Prompt: Below are the entries. Transcribe exactly the lines from the one with "response = self.router.clone().oneshot(request).await.unwrap();" through the one with "the session cookie.", ends included, and leave out all others.

Items from a data source:
---*---
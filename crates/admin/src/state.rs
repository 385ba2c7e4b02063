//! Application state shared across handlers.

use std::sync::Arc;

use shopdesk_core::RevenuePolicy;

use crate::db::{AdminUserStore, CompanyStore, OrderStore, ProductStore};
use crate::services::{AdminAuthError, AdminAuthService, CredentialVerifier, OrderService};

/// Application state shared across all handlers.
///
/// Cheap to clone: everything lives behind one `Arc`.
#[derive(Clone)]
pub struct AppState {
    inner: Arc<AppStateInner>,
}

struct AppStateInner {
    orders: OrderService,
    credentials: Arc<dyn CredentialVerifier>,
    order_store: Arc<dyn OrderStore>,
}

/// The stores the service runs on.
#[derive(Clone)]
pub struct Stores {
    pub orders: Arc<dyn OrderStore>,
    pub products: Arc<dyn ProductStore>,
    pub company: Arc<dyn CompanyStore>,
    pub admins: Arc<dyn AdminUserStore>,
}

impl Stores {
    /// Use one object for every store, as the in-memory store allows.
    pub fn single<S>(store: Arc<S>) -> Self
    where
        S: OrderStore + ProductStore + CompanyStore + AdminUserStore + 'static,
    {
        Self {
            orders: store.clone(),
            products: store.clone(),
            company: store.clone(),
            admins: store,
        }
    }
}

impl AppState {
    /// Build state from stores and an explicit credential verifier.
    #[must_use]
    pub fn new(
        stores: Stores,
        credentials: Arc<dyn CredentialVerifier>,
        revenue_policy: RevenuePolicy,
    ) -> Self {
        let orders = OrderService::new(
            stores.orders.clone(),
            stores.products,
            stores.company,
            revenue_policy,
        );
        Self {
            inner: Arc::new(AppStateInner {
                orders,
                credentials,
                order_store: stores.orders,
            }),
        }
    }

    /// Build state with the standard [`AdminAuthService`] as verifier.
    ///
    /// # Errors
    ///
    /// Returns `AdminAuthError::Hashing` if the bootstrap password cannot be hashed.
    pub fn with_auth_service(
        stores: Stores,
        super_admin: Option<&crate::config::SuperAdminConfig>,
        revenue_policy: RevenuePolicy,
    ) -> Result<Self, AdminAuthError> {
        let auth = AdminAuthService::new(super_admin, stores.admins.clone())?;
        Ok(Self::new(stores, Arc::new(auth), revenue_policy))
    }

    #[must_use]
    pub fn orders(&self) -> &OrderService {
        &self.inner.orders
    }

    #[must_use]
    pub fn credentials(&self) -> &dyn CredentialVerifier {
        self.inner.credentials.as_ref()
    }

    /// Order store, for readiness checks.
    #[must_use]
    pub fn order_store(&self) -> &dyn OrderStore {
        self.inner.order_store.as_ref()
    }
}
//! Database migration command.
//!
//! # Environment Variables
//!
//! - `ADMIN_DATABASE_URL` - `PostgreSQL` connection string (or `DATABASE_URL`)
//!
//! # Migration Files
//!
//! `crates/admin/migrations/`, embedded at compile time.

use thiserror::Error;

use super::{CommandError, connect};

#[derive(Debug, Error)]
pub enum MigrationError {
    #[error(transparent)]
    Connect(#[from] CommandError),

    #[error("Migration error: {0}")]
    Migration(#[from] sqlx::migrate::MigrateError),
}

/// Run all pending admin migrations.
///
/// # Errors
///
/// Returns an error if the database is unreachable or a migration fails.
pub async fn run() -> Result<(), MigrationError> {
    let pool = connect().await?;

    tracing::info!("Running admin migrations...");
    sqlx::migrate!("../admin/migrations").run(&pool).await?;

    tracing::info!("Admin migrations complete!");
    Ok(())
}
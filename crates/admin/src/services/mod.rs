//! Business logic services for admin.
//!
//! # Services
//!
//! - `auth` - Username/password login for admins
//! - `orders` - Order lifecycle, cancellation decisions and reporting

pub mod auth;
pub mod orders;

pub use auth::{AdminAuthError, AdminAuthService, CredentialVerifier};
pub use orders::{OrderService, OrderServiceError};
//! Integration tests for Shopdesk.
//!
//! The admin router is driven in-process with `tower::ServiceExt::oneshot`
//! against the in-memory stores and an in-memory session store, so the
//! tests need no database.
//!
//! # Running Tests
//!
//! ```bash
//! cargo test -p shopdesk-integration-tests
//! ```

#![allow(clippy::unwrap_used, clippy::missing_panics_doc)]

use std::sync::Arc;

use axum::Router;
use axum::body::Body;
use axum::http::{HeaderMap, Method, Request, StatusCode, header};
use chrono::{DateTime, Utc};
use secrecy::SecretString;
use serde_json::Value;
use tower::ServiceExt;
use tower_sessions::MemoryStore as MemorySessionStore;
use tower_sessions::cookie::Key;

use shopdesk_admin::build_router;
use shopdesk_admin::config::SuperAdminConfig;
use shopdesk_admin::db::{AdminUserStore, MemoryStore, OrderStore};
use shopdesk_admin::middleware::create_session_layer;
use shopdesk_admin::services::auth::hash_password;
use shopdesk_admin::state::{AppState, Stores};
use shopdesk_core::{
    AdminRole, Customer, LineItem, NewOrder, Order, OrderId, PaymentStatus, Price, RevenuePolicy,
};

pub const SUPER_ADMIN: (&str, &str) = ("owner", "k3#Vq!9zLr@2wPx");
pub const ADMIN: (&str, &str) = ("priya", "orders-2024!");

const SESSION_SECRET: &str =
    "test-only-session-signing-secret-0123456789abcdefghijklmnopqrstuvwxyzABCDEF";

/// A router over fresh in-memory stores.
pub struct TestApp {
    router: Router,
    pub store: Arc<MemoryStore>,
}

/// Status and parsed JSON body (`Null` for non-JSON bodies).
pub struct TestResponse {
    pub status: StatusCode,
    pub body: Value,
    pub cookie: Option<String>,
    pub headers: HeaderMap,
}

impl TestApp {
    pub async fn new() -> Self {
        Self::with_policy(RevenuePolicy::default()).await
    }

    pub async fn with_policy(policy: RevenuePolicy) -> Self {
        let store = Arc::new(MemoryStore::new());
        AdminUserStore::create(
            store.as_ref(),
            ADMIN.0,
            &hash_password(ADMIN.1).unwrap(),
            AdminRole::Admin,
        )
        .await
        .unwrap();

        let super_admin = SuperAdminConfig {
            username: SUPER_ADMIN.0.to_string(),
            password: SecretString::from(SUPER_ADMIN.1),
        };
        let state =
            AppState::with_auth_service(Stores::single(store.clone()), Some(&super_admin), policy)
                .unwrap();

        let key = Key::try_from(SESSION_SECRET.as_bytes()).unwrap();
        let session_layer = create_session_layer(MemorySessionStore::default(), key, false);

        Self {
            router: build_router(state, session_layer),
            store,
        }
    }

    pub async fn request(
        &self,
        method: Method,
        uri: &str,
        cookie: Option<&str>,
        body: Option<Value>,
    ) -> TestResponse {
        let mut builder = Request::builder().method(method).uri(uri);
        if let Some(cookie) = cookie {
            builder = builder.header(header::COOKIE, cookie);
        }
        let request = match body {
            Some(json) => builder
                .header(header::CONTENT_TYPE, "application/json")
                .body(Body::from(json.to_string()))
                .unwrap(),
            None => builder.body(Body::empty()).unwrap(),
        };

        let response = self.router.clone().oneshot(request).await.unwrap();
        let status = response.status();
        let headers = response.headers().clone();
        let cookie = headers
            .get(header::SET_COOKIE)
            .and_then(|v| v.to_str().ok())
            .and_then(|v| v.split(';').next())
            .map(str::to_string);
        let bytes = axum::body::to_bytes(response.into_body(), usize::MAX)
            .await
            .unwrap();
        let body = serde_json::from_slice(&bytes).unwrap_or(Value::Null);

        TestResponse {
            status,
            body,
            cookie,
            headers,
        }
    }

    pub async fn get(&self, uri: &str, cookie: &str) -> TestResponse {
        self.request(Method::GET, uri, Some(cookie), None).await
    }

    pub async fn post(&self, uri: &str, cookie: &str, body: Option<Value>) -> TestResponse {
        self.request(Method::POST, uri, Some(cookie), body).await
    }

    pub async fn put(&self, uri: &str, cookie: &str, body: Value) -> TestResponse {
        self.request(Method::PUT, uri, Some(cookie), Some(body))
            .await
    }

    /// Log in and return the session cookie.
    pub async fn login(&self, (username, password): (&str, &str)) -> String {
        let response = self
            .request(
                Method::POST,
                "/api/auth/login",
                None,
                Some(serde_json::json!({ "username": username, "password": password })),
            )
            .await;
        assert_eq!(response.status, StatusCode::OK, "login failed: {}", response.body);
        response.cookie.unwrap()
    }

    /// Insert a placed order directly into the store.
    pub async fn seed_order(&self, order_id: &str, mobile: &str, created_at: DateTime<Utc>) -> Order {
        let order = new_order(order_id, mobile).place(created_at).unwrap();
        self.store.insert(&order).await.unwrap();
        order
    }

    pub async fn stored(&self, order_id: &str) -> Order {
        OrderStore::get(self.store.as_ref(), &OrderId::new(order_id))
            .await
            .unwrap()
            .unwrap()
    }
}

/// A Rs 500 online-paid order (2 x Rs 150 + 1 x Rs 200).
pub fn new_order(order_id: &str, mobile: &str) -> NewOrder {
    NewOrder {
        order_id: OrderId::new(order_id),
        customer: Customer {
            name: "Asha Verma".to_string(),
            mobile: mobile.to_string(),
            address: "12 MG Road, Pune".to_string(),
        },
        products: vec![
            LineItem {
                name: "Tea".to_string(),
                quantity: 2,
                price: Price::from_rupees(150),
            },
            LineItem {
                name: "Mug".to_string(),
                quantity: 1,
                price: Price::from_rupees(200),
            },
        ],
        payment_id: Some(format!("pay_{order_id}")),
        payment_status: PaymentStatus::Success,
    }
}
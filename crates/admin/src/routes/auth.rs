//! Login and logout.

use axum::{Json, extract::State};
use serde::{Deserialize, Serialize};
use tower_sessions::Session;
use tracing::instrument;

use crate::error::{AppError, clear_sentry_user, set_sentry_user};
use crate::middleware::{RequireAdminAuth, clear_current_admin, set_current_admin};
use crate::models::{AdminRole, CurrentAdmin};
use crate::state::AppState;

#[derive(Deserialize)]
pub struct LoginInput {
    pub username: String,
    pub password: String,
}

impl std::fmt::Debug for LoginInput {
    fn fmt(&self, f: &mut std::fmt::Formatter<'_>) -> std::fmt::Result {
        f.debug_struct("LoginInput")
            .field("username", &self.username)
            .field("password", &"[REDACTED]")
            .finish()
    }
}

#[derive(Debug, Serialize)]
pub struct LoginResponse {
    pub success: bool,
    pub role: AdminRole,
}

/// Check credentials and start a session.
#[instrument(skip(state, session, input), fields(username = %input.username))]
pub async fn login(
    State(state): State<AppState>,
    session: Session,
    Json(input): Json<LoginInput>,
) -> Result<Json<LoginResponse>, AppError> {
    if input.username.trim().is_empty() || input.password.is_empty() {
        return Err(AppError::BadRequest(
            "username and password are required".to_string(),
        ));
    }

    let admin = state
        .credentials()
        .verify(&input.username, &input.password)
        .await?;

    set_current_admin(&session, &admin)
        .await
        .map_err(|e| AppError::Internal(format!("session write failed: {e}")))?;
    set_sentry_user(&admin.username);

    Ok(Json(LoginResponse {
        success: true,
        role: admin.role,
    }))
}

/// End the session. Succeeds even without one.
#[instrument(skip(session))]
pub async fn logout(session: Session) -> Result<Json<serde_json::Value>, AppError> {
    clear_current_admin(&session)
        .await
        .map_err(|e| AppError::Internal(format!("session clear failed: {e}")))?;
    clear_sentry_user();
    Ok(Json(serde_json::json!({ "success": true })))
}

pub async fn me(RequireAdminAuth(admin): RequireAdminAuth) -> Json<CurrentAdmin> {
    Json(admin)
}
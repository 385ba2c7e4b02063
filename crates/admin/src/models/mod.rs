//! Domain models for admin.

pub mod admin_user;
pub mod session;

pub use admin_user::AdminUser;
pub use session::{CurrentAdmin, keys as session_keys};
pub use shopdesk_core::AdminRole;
---*---
Output of the task:
        let response = self.router.clone().oneshot(request).await.unwrap();
        let status = response.status();
        let headers = response.headers().clone();
        let cookie = headers
            .get(header::SET_COOKIE)
            .and_then(|v| v.to_str().ok())
            .and_then(|v| v.split(';').next())
            .map(str::to_string);
        let bytes = axum::body::to_bytes(response.into_body(), usize::MAX)
            .await
            .unwrap();
        let body = serde_json::from_slice(&bytes).unwrap_or(Value::Null);

        TestResponse {
            status,
            body,
            cookie,
            headers,
        }
    }

    pub async fn get(&self, uri: &str, cookie: &str) -> TestResponse {
        self.request(Method::GET, uri, Some(cookie), None).await
    }

    pub async fn post(&self, uri: &str, cookie: &str, body: Option<Value>) -> TestResponse {
        self.request(Method::POST, uri, Some(cookie), body).await
    }

    pub async fn put(&self, uri: &str, cookie: &str, body: Value) -> TestResponse {
        self.request(Method::PUT, uri, Some(cookie), Some(body))
            .await
    }

    /// Log in and return the session cookie.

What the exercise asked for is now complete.